**Exercise details**
Lines in the records below that contain the word "workflow" must each be copied.
....
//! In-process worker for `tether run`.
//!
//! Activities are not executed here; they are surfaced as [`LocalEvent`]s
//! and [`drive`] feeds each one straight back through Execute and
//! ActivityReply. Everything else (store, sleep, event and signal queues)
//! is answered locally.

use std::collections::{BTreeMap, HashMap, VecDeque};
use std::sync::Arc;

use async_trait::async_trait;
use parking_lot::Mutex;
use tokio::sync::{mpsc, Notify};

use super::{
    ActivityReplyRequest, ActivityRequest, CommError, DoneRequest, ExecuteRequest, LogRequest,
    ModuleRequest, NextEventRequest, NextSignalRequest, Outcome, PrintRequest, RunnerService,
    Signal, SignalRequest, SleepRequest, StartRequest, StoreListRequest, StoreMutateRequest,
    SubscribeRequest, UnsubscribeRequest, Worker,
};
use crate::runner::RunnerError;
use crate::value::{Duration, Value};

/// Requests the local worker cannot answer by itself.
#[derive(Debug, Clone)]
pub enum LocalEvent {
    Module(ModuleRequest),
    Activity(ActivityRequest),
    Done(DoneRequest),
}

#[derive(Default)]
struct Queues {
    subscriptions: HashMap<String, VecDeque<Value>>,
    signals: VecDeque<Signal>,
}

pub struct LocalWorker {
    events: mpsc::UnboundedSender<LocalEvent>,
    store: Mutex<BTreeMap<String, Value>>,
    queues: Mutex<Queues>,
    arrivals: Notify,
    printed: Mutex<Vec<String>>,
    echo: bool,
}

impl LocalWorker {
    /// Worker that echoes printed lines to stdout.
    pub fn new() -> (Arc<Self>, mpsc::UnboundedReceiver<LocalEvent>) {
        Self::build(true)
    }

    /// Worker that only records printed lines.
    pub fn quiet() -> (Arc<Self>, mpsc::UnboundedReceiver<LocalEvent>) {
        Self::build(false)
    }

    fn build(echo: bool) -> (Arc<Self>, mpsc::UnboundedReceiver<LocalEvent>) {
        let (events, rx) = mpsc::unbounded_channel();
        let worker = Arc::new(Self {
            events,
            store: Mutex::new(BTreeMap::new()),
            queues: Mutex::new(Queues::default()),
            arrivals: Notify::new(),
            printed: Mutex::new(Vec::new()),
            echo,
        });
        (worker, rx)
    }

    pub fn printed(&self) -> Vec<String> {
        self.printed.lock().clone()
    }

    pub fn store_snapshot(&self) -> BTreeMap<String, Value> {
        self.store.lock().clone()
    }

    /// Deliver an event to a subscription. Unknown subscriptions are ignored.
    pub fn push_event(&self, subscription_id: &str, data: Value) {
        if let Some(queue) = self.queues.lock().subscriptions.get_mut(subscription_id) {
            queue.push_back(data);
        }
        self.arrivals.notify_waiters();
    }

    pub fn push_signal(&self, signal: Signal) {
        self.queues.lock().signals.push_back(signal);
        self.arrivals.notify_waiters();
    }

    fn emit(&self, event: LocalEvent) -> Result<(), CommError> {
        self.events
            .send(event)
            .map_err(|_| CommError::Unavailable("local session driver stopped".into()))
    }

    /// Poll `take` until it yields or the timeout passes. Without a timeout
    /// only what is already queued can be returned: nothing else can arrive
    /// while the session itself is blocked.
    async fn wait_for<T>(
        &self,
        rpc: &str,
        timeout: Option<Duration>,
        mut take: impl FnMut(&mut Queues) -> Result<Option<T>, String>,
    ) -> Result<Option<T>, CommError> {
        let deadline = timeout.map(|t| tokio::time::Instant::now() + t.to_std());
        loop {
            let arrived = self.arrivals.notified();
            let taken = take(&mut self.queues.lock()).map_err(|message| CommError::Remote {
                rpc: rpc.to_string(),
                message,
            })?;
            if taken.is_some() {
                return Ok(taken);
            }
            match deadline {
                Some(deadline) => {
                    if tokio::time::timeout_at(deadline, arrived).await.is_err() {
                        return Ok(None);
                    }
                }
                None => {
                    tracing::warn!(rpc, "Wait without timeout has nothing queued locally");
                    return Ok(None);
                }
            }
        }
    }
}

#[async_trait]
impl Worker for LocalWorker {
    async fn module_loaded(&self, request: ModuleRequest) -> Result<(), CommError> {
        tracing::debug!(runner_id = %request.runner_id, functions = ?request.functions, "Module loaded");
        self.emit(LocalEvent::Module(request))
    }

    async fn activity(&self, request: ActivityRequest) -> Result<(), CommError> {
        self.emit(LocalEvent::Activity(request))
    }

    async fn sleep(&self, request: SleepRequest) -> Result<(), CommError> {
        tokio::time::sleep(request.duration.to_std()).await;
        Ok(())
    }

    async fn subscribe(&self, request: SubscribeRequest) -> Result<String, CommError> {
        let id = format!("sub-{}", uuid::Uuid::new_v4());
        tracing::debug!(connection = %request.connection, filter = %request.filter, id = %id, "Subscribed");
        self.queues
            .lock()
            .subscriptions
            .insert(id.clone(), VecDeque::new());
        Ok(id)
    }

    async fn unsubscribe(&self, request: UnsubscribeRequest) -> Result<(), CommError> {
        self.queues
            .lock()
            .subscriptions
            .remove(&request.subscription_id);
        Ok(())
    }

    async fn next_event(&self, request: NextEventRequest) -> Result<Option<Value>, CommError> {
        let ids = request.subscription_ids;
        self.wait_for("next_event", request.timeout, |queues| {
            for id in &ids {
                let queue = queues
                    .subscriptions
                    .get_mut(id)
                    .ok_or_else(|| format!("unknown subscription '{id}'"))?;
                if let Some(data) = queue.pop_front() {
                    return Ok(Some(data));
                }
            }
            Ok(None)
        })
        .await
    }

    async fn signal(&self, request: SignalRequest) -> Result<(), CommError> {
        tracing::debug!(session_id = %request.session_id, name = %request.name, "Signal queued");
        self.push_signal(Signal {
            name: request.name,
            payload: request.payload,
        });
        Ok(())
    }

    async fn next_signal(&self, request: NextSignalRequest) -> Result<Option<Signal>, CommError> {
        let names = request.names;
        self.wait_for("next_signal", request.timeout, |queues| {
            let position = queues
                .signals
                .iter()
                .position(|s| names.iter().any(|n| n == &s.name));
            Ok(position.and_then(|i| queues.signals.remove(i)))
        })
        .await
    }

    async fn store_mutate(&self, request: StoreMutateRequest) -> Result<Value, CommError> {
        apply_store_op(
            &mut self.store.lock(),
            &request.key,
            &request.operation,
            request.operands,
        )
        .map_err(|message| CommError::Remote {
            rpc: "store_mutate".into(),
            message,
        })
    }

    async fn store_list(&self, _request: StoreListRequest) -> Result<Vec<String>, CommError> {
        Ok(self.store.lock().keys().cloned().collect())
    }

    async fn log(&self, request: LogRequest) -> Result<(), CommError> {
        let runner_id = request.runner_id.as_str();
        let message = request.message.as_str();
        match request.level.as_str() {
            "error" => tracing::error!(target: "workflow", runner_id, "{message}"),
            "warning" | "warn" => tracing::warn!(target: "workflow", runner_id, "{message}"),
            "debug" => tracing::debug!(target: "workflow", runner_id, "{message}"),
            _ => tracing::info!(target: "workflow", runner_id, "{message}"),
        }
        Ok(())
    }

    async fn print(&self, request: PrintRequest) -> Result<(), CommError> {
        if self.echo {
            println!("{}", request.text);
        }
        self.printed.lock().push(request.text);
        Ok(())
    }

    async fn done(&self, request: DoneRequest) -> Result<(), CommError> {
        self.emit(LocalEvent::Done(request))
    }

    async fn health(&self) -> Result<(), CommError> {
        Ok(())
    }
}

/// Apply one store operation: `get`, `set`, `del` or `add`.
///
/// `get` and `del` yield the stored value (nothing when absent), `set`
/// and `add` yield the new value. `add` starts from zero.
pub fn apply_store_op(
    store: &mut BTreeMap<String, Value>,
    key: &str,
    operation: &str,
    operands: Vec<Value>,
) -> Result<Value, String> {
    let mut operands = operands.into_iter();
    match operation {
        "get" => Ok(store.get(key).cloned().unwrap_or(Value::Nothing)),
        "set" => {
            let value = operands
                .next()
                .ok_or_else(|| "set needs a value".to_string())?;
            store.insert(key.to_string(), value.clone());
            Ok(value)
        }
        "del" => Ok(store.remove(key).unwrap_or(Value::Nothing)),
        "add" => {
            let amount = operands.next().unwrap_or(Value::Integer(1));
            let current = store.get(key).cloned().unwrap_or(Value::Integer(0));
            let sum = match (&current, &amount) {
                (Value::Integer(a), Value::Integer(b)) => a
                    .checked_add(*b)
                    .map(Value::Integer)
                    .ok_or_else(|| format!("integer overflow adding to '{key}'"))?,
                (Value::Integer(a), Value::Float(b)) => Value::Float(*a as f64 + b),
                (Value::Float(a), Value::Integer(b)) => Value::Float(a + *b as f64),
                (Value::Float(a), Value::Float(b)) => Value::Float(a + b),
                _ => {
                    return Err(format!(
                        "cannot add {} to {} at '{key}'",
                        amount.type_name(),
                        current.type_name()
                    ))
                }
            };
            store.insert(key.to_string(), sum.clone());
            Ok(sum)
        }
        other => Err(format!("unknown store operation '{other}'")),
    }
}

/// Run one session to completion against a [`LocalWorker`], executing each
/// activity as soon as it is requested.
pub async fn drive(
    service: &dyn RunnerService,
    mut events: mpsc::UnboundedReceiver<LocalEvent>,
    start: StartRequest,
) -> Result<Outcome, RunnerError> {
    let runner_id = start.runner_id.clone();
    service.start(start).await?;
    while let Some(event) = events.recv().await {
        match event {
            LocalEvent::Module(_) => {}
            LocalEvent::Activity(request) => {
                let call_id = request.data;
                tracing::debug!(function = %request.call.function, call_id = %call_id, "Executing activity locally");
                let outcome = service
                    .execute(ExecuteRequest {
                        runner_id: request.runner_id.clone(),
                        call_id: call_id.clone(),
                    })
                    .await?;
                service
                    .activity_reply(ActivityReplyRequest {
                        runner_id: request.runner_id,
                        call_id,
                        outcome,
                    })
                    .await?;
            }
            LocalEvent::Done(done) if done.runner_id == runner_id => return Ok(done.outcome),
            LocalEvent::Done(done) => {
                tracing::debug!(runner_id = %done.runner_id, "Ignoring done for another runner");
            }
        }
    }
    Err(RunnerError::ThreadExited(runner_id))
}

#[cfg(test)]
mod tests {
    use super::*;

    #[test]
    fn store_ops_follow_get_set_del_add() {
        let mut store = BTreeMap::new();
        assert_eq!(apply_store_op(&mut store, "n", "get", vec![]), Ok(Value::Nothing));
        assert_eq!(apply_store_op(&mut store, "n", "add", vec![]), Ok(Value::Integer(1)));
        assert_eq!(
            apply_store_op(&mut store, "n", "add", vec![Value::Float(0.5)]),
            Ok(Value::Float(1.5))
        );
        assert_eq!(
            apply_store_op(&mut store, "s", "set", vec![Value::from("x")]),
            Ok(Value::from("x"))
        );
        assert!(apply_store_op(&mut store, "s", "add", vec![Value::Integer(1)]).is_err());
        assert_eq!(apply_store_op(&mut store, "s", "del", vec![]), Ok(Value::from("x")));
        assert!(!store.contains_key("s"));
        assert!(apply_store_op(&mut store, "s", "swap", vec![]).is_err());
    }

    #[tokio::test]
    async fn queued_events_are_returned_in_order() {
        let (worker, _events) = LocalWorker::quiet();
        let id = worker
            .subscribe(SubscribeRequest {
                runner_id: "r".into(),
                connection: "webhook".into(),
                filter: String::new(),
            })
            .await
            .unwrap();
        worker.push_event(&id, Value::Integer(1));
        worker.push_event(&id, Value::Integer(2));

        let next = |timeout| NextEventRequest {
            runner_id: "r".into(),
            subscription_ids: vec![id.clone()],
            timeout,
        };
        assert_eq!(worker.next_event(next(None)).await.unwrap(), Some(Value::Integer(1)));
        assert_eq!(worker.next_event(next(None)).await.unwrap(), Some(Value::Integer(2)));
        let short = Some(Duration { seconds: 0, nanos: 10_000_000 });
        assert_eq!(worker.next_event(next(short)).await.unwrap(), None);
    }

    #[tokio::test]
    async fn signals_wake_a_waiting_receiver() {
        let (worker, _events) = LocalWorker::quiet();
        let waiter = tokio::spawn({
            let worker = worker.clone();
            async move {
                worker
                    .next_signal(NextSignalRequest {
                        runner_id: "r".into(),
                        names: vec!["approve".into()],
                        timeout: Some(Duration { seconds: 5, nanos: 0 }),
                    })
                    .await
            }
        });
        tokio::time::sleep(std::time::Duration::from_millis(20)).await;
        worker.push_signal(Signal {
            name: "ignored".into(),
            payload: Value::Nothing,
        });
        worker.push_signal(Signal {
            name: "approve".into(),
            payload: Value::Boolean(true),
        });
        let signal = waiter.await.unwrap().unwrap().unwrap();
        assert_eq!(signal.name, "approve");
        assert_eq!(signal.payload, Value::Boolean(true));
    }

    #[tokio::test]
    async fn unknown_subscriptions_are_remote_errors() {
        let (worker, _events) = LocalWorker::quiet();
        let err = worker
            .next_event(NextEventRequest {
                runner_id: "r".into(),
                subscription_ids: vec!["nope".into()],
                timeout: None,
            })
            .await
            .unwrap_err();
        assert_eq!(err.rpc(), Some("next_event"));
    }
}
....
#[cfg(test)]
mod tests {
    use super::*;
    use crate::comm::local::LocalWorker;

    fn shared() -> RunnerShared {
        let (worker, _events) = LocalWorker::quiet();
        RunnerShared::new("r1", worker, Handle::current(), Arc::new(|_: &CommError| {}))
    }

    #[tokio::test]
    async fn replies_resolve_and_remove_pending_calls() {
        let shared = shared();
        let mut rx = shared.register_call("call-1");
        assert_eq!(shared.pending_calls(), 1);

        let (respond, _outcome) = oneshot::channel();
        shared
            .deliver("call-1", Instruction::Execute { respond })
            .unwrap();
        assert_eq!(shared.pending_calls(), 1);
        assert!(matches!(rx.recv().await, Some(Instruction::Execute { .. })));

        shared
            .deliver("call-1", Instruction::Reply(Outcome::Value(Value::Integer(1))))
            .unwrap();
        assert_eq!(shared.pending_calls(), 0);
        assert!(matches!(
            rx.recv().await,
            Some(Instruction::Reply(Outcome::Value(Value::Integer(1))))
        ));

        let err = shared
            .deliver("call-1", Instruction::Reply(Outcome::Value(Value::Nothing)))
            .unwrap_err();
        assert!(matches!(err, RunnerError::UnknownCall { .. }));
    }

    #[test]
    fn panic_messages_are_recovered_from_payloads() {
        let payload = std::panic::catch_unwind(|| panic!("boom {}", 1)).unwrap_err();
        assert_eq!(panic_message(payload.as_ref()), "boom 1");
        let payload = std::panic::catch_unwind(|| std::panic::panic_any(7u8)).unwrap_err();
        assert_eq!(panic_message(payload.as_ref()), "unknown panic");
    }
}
....
**Final answer**
            "error" => tracing::error!(target: "workflow", runner_id, "{message}"),
            "warning" | "warn" => tracing::warn!(target: "workflow", runner_id, "{message}"),
            "debug" => tracing::debug!(target: "workflow", runner_id, "{message}"),
            _ => tracing::info!(target: "workflow", runner_id, "{message}"),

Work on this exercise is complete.